Don't commit composer.lock for a library!

[danhunsaker]

It's generally a bad idea to lock external requirements down to a specific revision in a project that will, itself, be required by others. Remove composer.lock, prevent it from being re-added, and allow Composer to select an appropriate version given other external libraries pulled in by the end developer.

[chrisboulton]

I don't think I actually buy into this in general, and it's a conversation I've had with other libraries - my understanding is that in consumption of a library in some application, only composer.json is used for determining and resolving dependencies, so consumers should be fine. The lock file is ignored.

What composer.lock is useful for is for me actually developing php-resque, to ensure dependencies between local development & test (w/ Travis) aren't changing.

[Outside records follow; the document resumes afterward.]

//! Domain error types.

/// A parse error with position information, produced by the arithmetic
/// parser and the indicator-call decoder.
#[derive(Debug, Clone, PartialEq, thiserror::Error)]
#[error("parse error at position {position}: {message}")]
pub struct ParseError {
    pub message: String,
    pub position: usize,
}

impl ParseError {
    pub fn new(message: impl Into<String>, position: usize) -> Self {
        Self {
            message: message.into(),
            position,
        }
    }

    /// Format the error with a caret pointing at the error position in the input.
    pub fn display_with_context(&self, input: &str) -> String {
        let caret = " ".repeat(self.position) + "^";
        format!(
            "{input}\n{caret}\n{err}",
            input = input,
            caret = caret,
            err = self
        )
    }
}

/// A failure that aborts a whole script run. The display string becomes the
/// `message` of a failed execution.
#[derive(Debug, Clone, PartialEq, thiserror::Error)]
#[error("line {line}: {kind}")]
pub struct ScriptError {
    /// 1-based script line the failure was raised on.
    pub line: usize,
    pub kind: ScriptErrorKind,
}

impl ScriptError {
    pub fn new(line: usize, kind: ScriptErrorKind) -> Self {
        Self { line, kind }
    }
}

#[derive(Debug, Clone, PartialEq, thiserror::Error)]
pub enum ScriptErrorKind {
    #[error("malformed indicator call `{call}`: {error}")]
    MalformedCall {
        call: String,
        #[source]
        error: ParseError,
    },

    #[error("invalid argument to {indicator}: {reason}")]
    InvalidArgument { indicator: String, reason: String },

    #[error("undefined variable '{name}' in {call}")]
    UndefinedVariable { name: String, call: String },

    #[error("malformed plot statement: {reason}")]
    MalformedPlot { reason: String },

    #[error("invalid assignment target '{target}'")]
    InvalidTarget { target: String },
}

/// Top-level error type for plotscript.
#[derive(Debug, thiserror::Error)]
pub enum PlotscriptError {
    #[error("config parse error in {file}: {reason}")]
    ConfigParse { file: String, reason: String },

    #[error("invalid config value [{section}] {key}: {reason}")]
    ConfigInvalid {
        section: String,
        key: String,
        reason: String,
    },

    #[error("data error: {reason}")]
    Data { reason: String },

    #[error("no bars for {symbol}")]
    NoData { symbol: String },

    #[error(transparent)]
    Script(#[from] ScriptError),

    #[error(transparent)]
    Json(#[from] serde_json::Error),

    #[error(transparent)]
    Io(#[from] std::io::Error),
}

impl From<&PlotscriptError> for std::process::ExitCode {
    fn from(err: &PlotscriptError) -> Self {
        let code: u8 = match err {
            PlotscriptError::Io(_) | PlotscriptError::Json(_) => 1,
            PlotscriptError::ConfigParse { .. } | PlotscriptError::ConfigInvalid { .. } => 2,
            PlotscriptError::Data { .. } => 3,
            PlotscriptError::Script(_) => 4,
            PlotscriptError::NoData { .. } => 5,
        };
        std::process::ExitCode::from(code)
    }
}
//! Exponential Moving Average.
//!
//! k = 2/(n+1), seeded with the first value (not a lagged SMA), then
//! EMA[i] = data[i]*k + EMA[i-1]*(1-k). Defined from index 0 onward.

use crate::domain::symbols::Series;

pub fn ema(data: &[f64], length: usize) -> Series {
    let Some(&seed) = data.first() else {
        return Vec::new();
    };

    let k = 2.0 / (length as f64 + 1.0);
    let mut values = Vec::with_capacity(data.len());
    let mut prev = seed;
    values.push(seed);

    for &value in &data[1..] {
        prev = value * k + prev * (1.0 - k);
        values.push(prev);
    }

    values
}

Are my assumptions are wrong.

[rajibahmed]

I agree with you Chris, in Ruby world Gemfile.lock is important, npm don't have locking thats bad, composer locking I would say should be used for integration tests and deployment of main application code.

[schmunk42]

@chrisboulton I'd also 100% agree to your statement.

[danhunsaker]

Fair points, though I'd argue that locking the versions you test against will only ensure the locked versions work properly, not the versions users would actually encounter in their own projects. Instead, I'd personally recommend testing against the most recent versions, as well as the oldest, pulled in by your composer dependency declarations, and then tuning those if necessary.

[schmunk42]

testing against the most recent versions, as well as the oldest,

... as well as all combinations in between, eg. because of constraints of your PHP version. That's not really feasible.

Locking a lib is absolutely fine for development, otherwise everything is "flying target".